What Do Amazon and Netflix Have? One Thing You Need to Know About Competitive Advantage

Competitive advantage: Often overlooked, frequently misunderstood, and generally underappreciated, it may be the most important factor investors should consider before taking a long-term stake in a company. In this video, Motley Fool Co-Founder and Chief Rule Breaker David Gardner presents three critical aspects of competitive advantage -- brand, distribution, and vision -- and looks at companies that possess them in spades

Back in the late 1990s, many people underestimated Amazon (Nasdaq: AMZN  ) , predicting that the company wouldn't last because anyone could come along and build a website that sold books and music. Boy, were they wrong.

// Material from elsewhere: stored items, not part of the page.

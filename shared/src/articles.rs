//! Data orchestration behind the home, category, search and article pages.
//!
//! Every function here takes the table client by reference and degrades to
//! an empty or fallback result instead of failing; the pages only decide
//! what to render.

use serde_json::json;

use crate::{
    article::{Article, ArticleRow},
    category::{Category, PREFERRED_HOME_ORDER},
    error::BackendError,
    preferences::{KeyValueStorage, PreferenceKind, PreferenceStore},
    query::{SelectQuery, UpdateQuery, ARTICLES_TABLE},
    remote::{select_one, select_rows, TableClient},
};

/// Articles shown in the "Latest News" strip after the featured one.
pub const HOME_LATEST_COUNT: usize = 4;
/// Articles per category block on the home page.
pub const HOME_SECTION_CAP: usize = 3;
pub const RELATED_LIMIT: usize = 3;

pub const FALLBACK_FEATURED_ID: &str = "featured-1";

#[derive(Debug, Clone, PartialEq)]
pub struct CategorySection {
    pub category: Category,
    pub articles: Vec<Article>,
}

#[derive(Debug, Clone, PartialEq)]
pub struct HomeFeed {
    pub featured: Article,
    pub latest: Vec<Article>,
    pub sections: Vec<CategorySection>,
    /// `true` when nothing could be loaded and `featured` is the stock
    /// article.
    pub is_fallback: bool,
}

/// Stand-in hero shown when the article table is empty or unreachable.
pub fn fallback_featured_article() -> Article {
    Article::from(ArticleRow {
        id: FALLBACK_FEATURED_ID.to_string(),
        title: Some(
            "AI Revolution in Journalism: How Machine Learning is Reshaping News Media".to_string(),
        ),
        excerpt: Some(
            "Machine learning algorithms are transforming how news is gathered, analyzed and \
             presented to audiences worldwide."
                .to_string(),
        ),
        category: Some(Category::Technology.title().to_string()),
        date: Some("April 14, 2025".to_string()),
        image_url: Some(
            "https://images.unsplash.com/photo-1488590528505-98d2b5aba04b?auto=format&fit=crop&q=80"
                .to_string(),
        ),
        ..ArticleRow::default()
    })
}

/// Group `articles` by category, keeping at most `cap` per group.
///
/// Groups appear in [`PREFERRED_HOME_ORDER`] first, then any other category
/// in the order it was first seen.
pub fn group_by_category(articles: &[Article], cap: usize) -> Vec<CategorySection> {
    let mut seen: Vec<CategorySection> = Vec::new();
    for article in articles {
        let category = article.category();
        let slug = category.slug();
        match seen.iter_mut().find(|section| section.category.slug() == slug) {
            Some(section) => {
                if section.articles.len() < cap {
                    section.articles.push(article.clone());
                }
            },
            None => seen.push(CategorySection {
                category,
                articles: vec![article.clone()],
            }),
        }
    }

    let mut ordered = Vec::with_capacity(seen.len());
    for preferred in PREFERRED_HOME_ORDER.iter() {
        if let Some(index) = seen.iter().position(|section| &section.category == preferred) {
            ordered.push(seen.remove(index));
        }
    }
    ordered.extend(seen);
    ordered
}

/// Split a newest-first article list into the home page blocks.
pub fn build_home_feed(articles: Vec<Article>) -> HomeFeed {
    let Some(featured) = articles.first().cloned() else {
        return HomeFeed {
            featured: fallback_featured_article(),
            latest: Vec::new(),
            sections: Vec::new(),
            is_fallback: true,
        };
    };
    let latest = articles
        .iter()
        .skip(1)
        .take(HOME_LATEST_COUNT)
        .cloned()
        .collect();
    let sections = group_by_category(&articles, HOME_SECTION_CAP);
    HomeFeed {
        featured,
        latest,
        sections,
        is_fallback: false,
    }
}

async fn fetch_articles<C>(client: &C, query: &SelectQuery) -> Result<Vec<Article>, BackendError>
where
    C: TableClient + ?Sized,
{
    let rows: Vec<ArticleRow> = select_rows(client, query).await?;
    Ok(rows.into_iter().map(Article::from).collect())
}

pub async fn fetch_home_feed<C: TableClient + ?Sized>(client: &C) -> HomeFeed {
    let query = SelectQuery::table(ARTICLES_TABLE).order_desc("created_at");
    match fetch_articles(client, &query).await {
        Ok(articles) => build_home_feed(articles),
        Err(err) => {
            tracing::warn!(error = %err, "home feed unavailable, showing fallback");
            build_home_feed(Vec::new())
        },
    }
}

/// Newest-first articles of one category. Errors yield an empty list.
pub async fn fetch_category_articles<C>(client: &C, category: &Category) -> Vec<Article>
where
    C: TableClient + ?Sized,
{
    let query = SelectQuery::table(ARTICLES_TABLE)
        .eq("category", category.title())
        .order_desc("created_at");
    fetch_articles(client, &query)
        .await
        .unwrap_or_else(|err| {
            tracing::warn!(category = %category, error = %err, "category listing failed");
            Vec::new()
        })
}

#[derive(Debug, Clone, Copy, PartialEq, Eq, Default)]
pub enum CategorySort {
    #[default]
    Latest,
    Popular,
}

impl CategorySort {
    pub fn label(&self) -> &'static str {
        match self {
            CategorySort::Latest => "Latest",
            CategorySort::Popular => "Most Popular",
        }
    }
}

/// Stable in-place sort. `Latest` puts undated articles last.
pub fn sort_articles(articles: &mut [Article], sort: CategorySort) {
    match sort {
        CategorySort::Latest => {
            articles.sort_by_cached_key(|article| std::cmp::Reverse(article.published_at()));
        },
        CategorySort::Popular => {
            articles.sort_by(|a, b| b.views.cmp(&a.views));
        },
    }
}

/// Category listing as shown: the backend's `created_at desc` order until the
/// reader picks a sort.
pub fn arrange_articles(loaded: &[Article], chosen: Option<CategorySort>) -> Vec<Article> {
    let mut arranged = loaded.to_vec();
    if let Some(sort) = chosen {
        sort_articles(&mut arranged, sort);
    }
    arranged
}

/// Number of visible cards on the category page.
#[derive(Debug, Clone, Copy, PartialEq, Eq)]
pub struct Disclosure {
    visible: usize,
}

impl Disclosure {
    pub const INITIAL: usize = 6;
    pub const STEP: usize = 3;

    pub fn new() -> Self {
        Disclosure {
            visible: Self::INITIAL,
        }
    }

    pub fn visible(&self) -> usize {
        self.visible
    }

    pub fn reveal_more(self) -> Self {
        Disclosure {
            visible: self.visible + Self::STEP,
        }
    }

    pub fn has_more(&self, total: usize) -> bool {
        total > self.visible
    }

    pub fn slice<'a, T>(&self, items: &'a [T]) -> &'a [T] {
        &items[..items.len().min(self.visible)]
    }
}

impl Default for Disclosure {
    fn default() -> Self {
        Self::new()
    }
}

#[derive(Debug, Clone, PartialEq)]
pub enum SearchOutcome {
    /// Blank query; nothing was requested.
    Idle,
    NoResults,
    Results(Vec<Article>),
}

impl SearchOutcome {
    pub fn articles(&self) -> &[Article] {
        match self {
            SearchOutcome::Results(articles) => articles,
            _ => &[],
        }
    }
}

/// Case-insensitive substring search over title, content and excerpt.
pub async fn search_articles<C>(client: &C, raw_query: &str) -> SearchOutcome
where
    C: TableClient + ?Sized,
{
    let term = raw_query.trim();
    if term.is_empty() {
        return SearchOutcome::Idle;
    }
    let query = SelectQuery::table(ARTICLES_TABLE).or_ilike(&["title", "content", "excerpt"], term);
    match fetch_articles(client, &query).await {
        Ok(articles) if articles.is_empty() => SearchOutcome::NoResults,
        Ok(articles) => SearchOutcome::Results(articles),
        Err(err) => {
            tracing::warn!(query = term, error = %err, "search failed");
            SearchOutcome::NoResults
        },
    }
}

#[derive(Debug, Clone, PartialEq)]
pub enum ArticleLookup {
    Found(Article),
    NotFound,
}

pub async fn fetch_article<C: TableClient + ?Sized>(client: &C, id: &str) -> ArticleLookup {
    let query = SelectQuery::table(ARTICLES_TABLE).eq("id", id).single();
    match select_one::<ArticleRow, _>(client, query).await {
        Ok(row) => ArticleLookup::Found(Article::from(row)),
        Err(err) => {
            if !err.is_not_found() {
                tracing::warn!(article = id, error = %err, "article lookup failed");
            }
            ArticleLookup::NotFound
        },
    }
}

/// Up to [`RELATED_LIMIT`] other articles from the same category.
pub async fn fetch_related<C: TableClient + ?Sized>(client: &C, article: &Article) -> Vec<Article> {
    let query = SelectQuery::table(ARTICLES_TABLE)
        .eq("category", &article.category)
        .neq("id", &article.id)
        .limit(RELATED_LIMIT);
    fetch_articles(client, &query)
        .await
        .unwrap_or_else(|err| {
            tracing::warn!(article = %article.id, error = %err, "related articles unavailable");
            Vec::new()
        })
}

/// Count one view of `article` per browser. The article is flagged as
/// viewed before the remote write; returns the new count only when the
/// write succeeded.
///
/// The counter is written as an absolute value computed from the loaded
/// row, so concurrent readers can under-count.
pub async fn record_view<C, S>(
    client: &C,
    preferences: &PreferenceStore<S>,
    article: &Article,
) -> Option<u64>
where
    C: TableClient + ?Sized,
    S: KeyValueStorage,
{
    if !preferences.mark_once(PreferenceKind::Viewed, &article.id) {
        return None;
    }
    let views = article.views.saturating_add(1);
    let update = UpdateQuery::table(ARTICLES_TABLE, json!({ "views": views })).eq("id", &article.id);
    match client.update(&update).await {
        Ok(()) => Some(views),
        Err(err) => {
            tracing::error!(article = %article.id, error = %err, "failed to record view");
            None
        },
    }
}

/// Normalized category for a `/category/:categoryId` segment. Unknown
/// slugs keep their raw text.
pub fn category_from_slug(slug: &str) -> Category {
    Category::parse(slug)
}

#[cfg(test)]
mod tests {
    use super::*;

    fn article(id: &str, category: &str, date: &str, views: i64) -> Article {
        Article::from(ArticleRow {
            id: id.to_string(),
            title: Some(format!("Title {}", id)),
            category: Some(category.to_string()),
            date: Some(date.to_string()),
            views: Some(views),
            ..ArticleRow::default()
        })
    }

    fn ids(articles: &[Article]) -> Vec<&str> {
        articles.iter().map(|a| a.id.as_str()).collect()
    }

    #[test]
    fn empty_feed_uses_fallback_hero() {
        let feed = build_home_feed(Vec::new());
        assert!(feed.is_fallback);
        assert_eq!(feed.featured.id, FALLBACK_FEATURED_ID);
        assert_eq!(feed.featured.category, "Technology");
        assert!(feed.latest.is_empty() && feed.sections.is_empty());
    }

    #[test]
    fn home_feed_splits_and_orders_sections() {
        let articles = vec![
            article("t1", "Technology", "April 14, 2025", 0),
            article("x1", "Travel", "April 13, 2025", 0),
            article("p1", "Politics", "April 12, 2025", 0),
            article("t2", "technology", "April 11, 2025", 0),
            article("t3", "Technology", "April 10, 2025", 0),
            article("t4", "Technology", "April 9, 2025", 0),
            article("h1", "Health", "April 8, 2025", 0),
        ];
        let feed = build_home_feed(articles);
        assert_eq!(feed.featured.id, "t1");
        assert_eq!(ids(&feed.latest), vec!["x1", "p1", "t2", "t3"]);

        let order: Vec<String> = feed
            .sections
            .iter()
            .map(|s| s.category.title().to_string())
            .collect();
        assert_eq!(order, vec!["Politics", "Technology", "Health", "Travel"]);
        assert_eq!(ids(&feed.sections[1].articles), vec!["t1", "t2", "t3"]);
    }

    #[test]
    fn popular_and_latest_sorts() {
        let mut articles = vec![
            article("A", "Science", "April 1, 2025", 10),
            article("B", "Science", "March 3, 2025", 50),
            article("C", "Science", "April 20, 2025", 0),
        ];
        sort_articles(&mut articles, CategorySort::Popular);
        assert_eq!(ids(&articles), vec!["B", "A", "C"]);
        sort_articles(&mut articles, CategorySort::Latest);
        assert_eq!(ids(&articles), vec!["C", "A", "B"]);
    }

    #[test]
    fn latest_sort_puts_undated_last_and_is_stable() {
        let mut articles = vec![
            article("u1", "Science", "someday", 0),
            article("d1", "Science", "2025-01-01", 0),
            article("u2", "Science", "", 0),
            article("d2", "Science", "2025-01-01", 0),
        ];
        sort_articles(&mut articles, CategorySort::Latest);
        assert_eq!(ids(&articles), vec!["d1", "d2", "u1", "u2"]);
        assert_eq!(articles[2].published_at(), None);
    }

    #[test]
    fn listing_keeps_backend_order_until_a_sort_is_chosen() {
        let loaded = vec![
            article("newest-row", "Science", "someday", 3),
            article("older-row", "Science", "April 20, 2025", 9),
        ];
        assert_eq!(ids(&arrange_articles(&loaded, None)), vec!["newest-row", "older-row"]);
        assert_eq!(
            ids(&arrange_articles(&loaded, Some(CategorySort::Latest))),
            vec!["older-row", "newest-row"]
        );
        assert_eq!(
            ids(&arrange_articles(&loaded, Some(CategorySort::Popular))),
            vec!["older-row", "newest-row"]
        );
    }

    #[test]
    fn disclosure_reveals_in_steps() {
        let items: Vec<u32> = (0..10).collect();
        let disclosure = Disclosure::new();
        assert_eq!(disclosure.slice(&items).len(), 6);
        assert!(disclosure.has_more(items.len()));
        let disclosure = disclosure.reveal_more();
        assert_eq!(disclosure.slice(&items).len(), 9);
        let disclosure = disclosure.reveal_more();
        assert_eq!(disclosure.slice(&items).len(), 10);
        assert!(!disclosure.has_more(items.len()));
    }

    #[test]
    fn unknown_slug_keeps_raw_text() {
        assert_eq!(category_from_slug("politics"), Category::Politics);
        assert_eq!(category_from_slug("travel").title(), "travel");
    }
}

Similarly, these days, folks might not be seeing the competitive advantage held by online restaurant reservations company OpenTable (Nasdaq: OPEN  ) , which boasts an incredible, perhaps impenetrable, distribution network. And how about the vision of a company like Netflix (Nasdaq: NFLX  ) and its visionary leader, CEO Reed Hastings, who's been "skating to where the puck is going to be" for as long as critics have been writing off his company as a dead-in-the-water DVD-rental service. Each of these characteristics is essential to long-term business success, and each can be categorized under competitive advantage, one of the most important valued assets a company can have.

Watch the video below.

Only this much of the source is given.